Task goal →
Can you find the lines of the listing that include "suitable" and copy every one?

= Beginning of Section =

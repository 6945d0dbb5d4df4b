#![forbid(unsafe_code)]
//! `shallfs`: offline tools for shallfs journal devices. Format a device
//! or image, check and repair it, dump its records, show its geometry.

use anyhow::{Context, Result, bail};
use clap::{Parser, Subcommand};
use shall_block::{ByteDevice, FileByteDevice};
use shall_journal::sbio::{self, FormatParams};
use shall_ondisk::parse_record;
use shall_repair::offline::OfflineReader;
use shall_repair::{FsckOptions, RepairMode, exit_code, run_fsck};
use std::path::{Path, PathBuf};

#[derive(Parser)]
#[command(name = "shallfs", about = "shallfs journal device tools")]
struct Cli {
    #[command(subcommand)]
    command: Command,
}

#[derive(Subcommand)]
enum Command {
    /// Prepare a device (or image file) as a shallfs journal.
    Format {
        /// The block device or image file to initialise.
        device: PathBuf,
        /// Device size to use; accepts k/b/m/g suffixes. Required with
        /// --create, optional otherwise.
        size: Option<String>,
        /// Record alignment, a multiple of 8 up to 4096.
        #[arg(short, long, default_value_t = 8)]
        alignment: u32,
        /// Superblock count; derived from the device size by default.
        #[arg(short = 'b', long)]
        superblocks: Option<u32>,
        /// Create a regular file suitable for loop mounting.
        #[arg(short, long)]
        create: bool,
        /// Show what would be done without writing.
        #[arg(short = 'n', long)]
        dry_run: bool,
        /// Silence progress messages.
        #[arg(short, long)]
        quiet: bool,
    },
    /// Check and repair an unmounted journal device.
    Fsck {
        /// The device to check.
        device: PathBuf,
        /// Automatically repair simple problems; suitable for boot.
        #[arg(short = 'p', long)]
        preen: bool,
        /// Report without changing anything.
        #[arg(short = 'n', long)]
        no_write: bool,
        /// Answer yes to every repair question.
        #[arg(short = 'y', long)]
        yes: bool,
        /// Check even when the device looks clean.
        #[arg(short, long)]
        force: bool,
        /// Use this superblock instead of searching.
        #[arg(short = 'l', long)]
        superblock: Option<u32>,
        /// Emit the report as JSON.
        #[arg(long)]
        json: bool,
    },
    /// Print the records of an unmounted journal device.
    Dump {
        /// The device to read.
        device: PathBuf,
    },
    /// Show the decoded superblock of a device.
    Info {
        /// The device to inspect.
        device: PathBuf,
        /// Emit JSON instead of text.
        #[arg(long)]
        json: bool,
    },
}

fn main() {
    let code = match run() {
        Ok(code) => code,
        Err(error) => {
            eprintln!("shallfs: {error:#}");
            exit_code::OPERATIONAL
        }
    };
    std::process::exit(code);
}

fn run() -> Result<i32> {
    let cli = Cli::parse();
    match cli.command {
        Command::Format {
            device,
            size,
            alignment,
            superblocks,
            create,
            dry_run,
            quiet,
        } => format(
            &device,
            size.as_deref(),
            alignment,
            superblocks,
            create,
            dry_run,
            quiet,
        ),
        Command::Fsck {
            device,
            preen,
            no_write,
            yes,
            force,
            superblock,
            json,
        } => fsck(&device, preen, no_write, yes, force, superblock, json),
        Command::Dump { device } => dump(&device),
        Command::Info { device, json } => info(&device, json),
    }
}

/// Parse a size with an optional unit suffix: k (KiB), b (device blocks),
/// m (MiB), g (GiB).
fn parse_size(text: &str) -> Result<u64> {
    let (digits, factor) = match text.as_bytes().last() {
        Some(b'k') => (&text[..text.len() - 1], 1024),
        Some(b'b') => (&text[..text.len() - 1], shall_types::DEV_BLOCK_SIZE),
        Some(b'm') => (&text[..text.len() - 1], 1 << 20),
        Some(b'g') => (&text[..text.len() - 1], 1 << 30),
        _ => (text, 1),
    };
    let value: u64 = digits
        .parse()
        .with_context(|| format!("invalid size \"{text}\""))?;
    Ok(value * factor)
}

#[allow(clippy::fn_params_excessive_bools)]
fn format(
    device: &Path,
    size: Option<&str>,
    alignment: u32,
    superblocks: Option<u32>,
    create: bool,
    dry_run: bool,
    quiet: bool,
) -> Result<i32> {
    let size = size.map(parse_size).transpose()?;
    if create && size.is_none() {
        bail!("--create requires an explicit size");
    }
    if create && dry_run {
        bail!("--create and --dry-run do not mix");
    }

    let dev = if create {
        FileByteDevice::create(device, size.expect("checked above"))
            .with_context(|| format!("cannot create {}", device.display()))?
    } else {
        FileByteDevice::open(device).with_context(|| format!("cannot open {}", device.display()))?
    };
    let params = FormatParams {
        device_size: size,
        alignment: Some(alignment),
        num_superblocks: superblocks,
    };

    if dry_run {
        let device_size = size.unwrap_or(dev.len_bytes() - dev.len_bytes() % shall_types::DEV_BLOCK_SIZE);
        let count = superblocks.unwrap_or_else(|| sbio::default_superblock_count(device_size));
        println!(
            "{}: would format {device_size} bytes with {count} superblocks, alignment {alignment}",
            device.display()
        );
        return Ok(exit_code::OK);
    }

    let sb = sbio::format_device(&dev, params)
        .with_context(|| format!("formatting {}", device.display()))?;
    if !quiet {
        println!(
            "{}: device size {} bytes, journal size {} bytes, {} superblocks, alignment {}",
            device.display(),
            sb.device_size,
            sb.data_space,
            sb.num_superblocks,
            sb.alignment
        );
        println!("{}: device set up successfully", device.display());
    }
    Ok(exit_code::OK)
}

#[allow(clippy::fn_params_excessive_bools)]
fn fsck(
    device: &Path,
    preen: bool,
    no_write: bool,
    yes: bool,
    force: bool,
    superblock: Option<u32>,
    json: bool,
) -> Result<i32> {
    if preen && (no_write || yes || force) {
        eprintln!("shallfs: --preen does not mix with -n, -y or -f");
        return Ok(exit_code::USAGE);
    }
    if no_write && yes {
        eprintln!("shallfs: -n and -y contradict each other");
        return Ok(exit_code::USAGE);
    }
    let mode = if no_write {
        RepairMode::Check
    } else if preen {
        RepairMode::Preen
    } else {
        RepairMode::Repair { assume_yes: yes }
    };

    let dev =
        FileByteDevice::open(device).with_context(|| format!("cannot open {}", device.display()))?;
    let report = run_fsck(
        &dev,
        &FsckOptions {
            mode,
            force,
            use_superblock: superblock,
        },
    )
    .with_context(|| format!("checking {}", device.display()))?;

    if json {
        println!("{}", serde_json::to_string_pretty(&report)?);
    } else {
        if report.update_pending {
            eprintln!(
                "{}: an update was interrupted, please complete it",
                device.display()
            );
        }
        let status = if report.is_clean() {
            "clean"
        } else if report.exit_code() & exit_code::UNCORRECTED != 0 {
            "has errors"
        } else {
            "cleaned"
        };
        println!(
            "{}: {status}, {}/{} bytes used",
            device.display(),
            report.data_length,
            report.data_space
        );
        if report.superblocks_corrected > 0 {
            println!(
                "pass 1 corrected {} superblock(s)",
                report.superblocks_corrected
            );
        }
        if !report.superblocks_uncorrected.is_empty() {
            println!(
                "superblocks left with errors: {:?}",
                report.superblocks_uncorrected
            );
        }
        if report.records_blanked > 0 || report.records_unrepaired > 0 {
            println!(
                "pass 2: {} records valid, {} blanked, {} left corrupt",
                report.records_valid, report.records_blanked, report.records_unrepaired
            );
        }
    }
    Ok(report.exit_code())
}

fn dump(device: &Path) -> Result<i32> {
    let dev =
        FileByteDevice::open(device).with_context(|| format!("cannot open {}", device.display()))?;
    let sb = sbio::select_superblock(&dev)
        .with_context(|| format!("no usable superblock on {}", device.display()))?;
    let mut reader = OfflineReader::new(&sb);
    let mut buf = vec![0_u8; 64 * 1024];
    loop {
        let n = reader
            .read_records(&dev, &mut buf)
            .with_context(|| format!("reading records from {}", device.display()))?;
        if n == 0 {
            break;
        }
        let mut offset = 0;
        while offset < n {
            let record = parse_record(&buf[offset..]).context("decoding record")?;
            offset += record.header.next_header as usize;
            println!("{record}");
        }
    }
    Ok(exit_code::OK)
}

fn info(device: &Path, json: bool) -> Result<i32> {
    let dev =
        FileByteDevice::open(device).with_context(|| format!("cannot open {}", device.display()))?;
    let sb = sbio::select_superblock(&dev)
        .with_context(|| format!("no usable superblock on {}", device.display()))?;
    if json {
        println!("{}", serde_json::to_string_pretty(&sb)?);
        return Ok(exit_code::OK);
    }
    println!("devsize: {}", sb.device_size);
    println!("space: {}", sb.data_space);
    println!("start: {}", sb.data_start);
    println!("size: {}", sb.data_length);
    println!("maxsize: {}", sb.max_length);
    println!("version: {}", sb.version);
    println!("flags: {}", sb.flags);
    println!("nsuper: {}", sb.num_superblocks);
    println!("align: {}", sb.alignment);
    println!("superblock: {}", sb.this_superblock);
    Ok(exit_code::OK)
}

#[cfg(test)]
mod tests {
    use super::*;

    #[test]
    fn size_suffixes_scale_correctly() {
        assert_eq!(parse_size("1048576").expect("plain"), 1 << 20);
        assert_eq!(parse_size("4k").expect("k"), 4096);
        assert_eq!(parse_size("2b").expect("b"), 8192);
        assert_eq!(parse_size("1m").expect("m"), 1 << 20);
        assert_eq!(parse_size("1g").expect("g"), 1 << 30);
        assert!(parse_size("nonsense").is_err());
    }

    #[test]
    fn format_and_fsck_an_image_end_to_end() {
        let dir = tempfile::tempdir().expect("tempdir");
        let image = dir.path().join("journal.img");
        let code = format(&image, Some("1m"), 8, None, true, false, true).expect("format");
        assert_eq!(code, exit_code::OK);

        let code = fsck(&image, false, false, true, false, None, false).expect("fsck");
        assert_eq!(code, exit_code::OK);

        let code = info(&image, false).expect("info");
        assert_eq!(code, exit_code::OK);
        let code = dump(&image).expect("dump");
        assert_eq!(code, exit_code::OK);
    }
}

= End of Section =

Expected output →
        /// Create a regular file suitable for loop mounting.
        /// Automatically repair simple problems; suitable for boot.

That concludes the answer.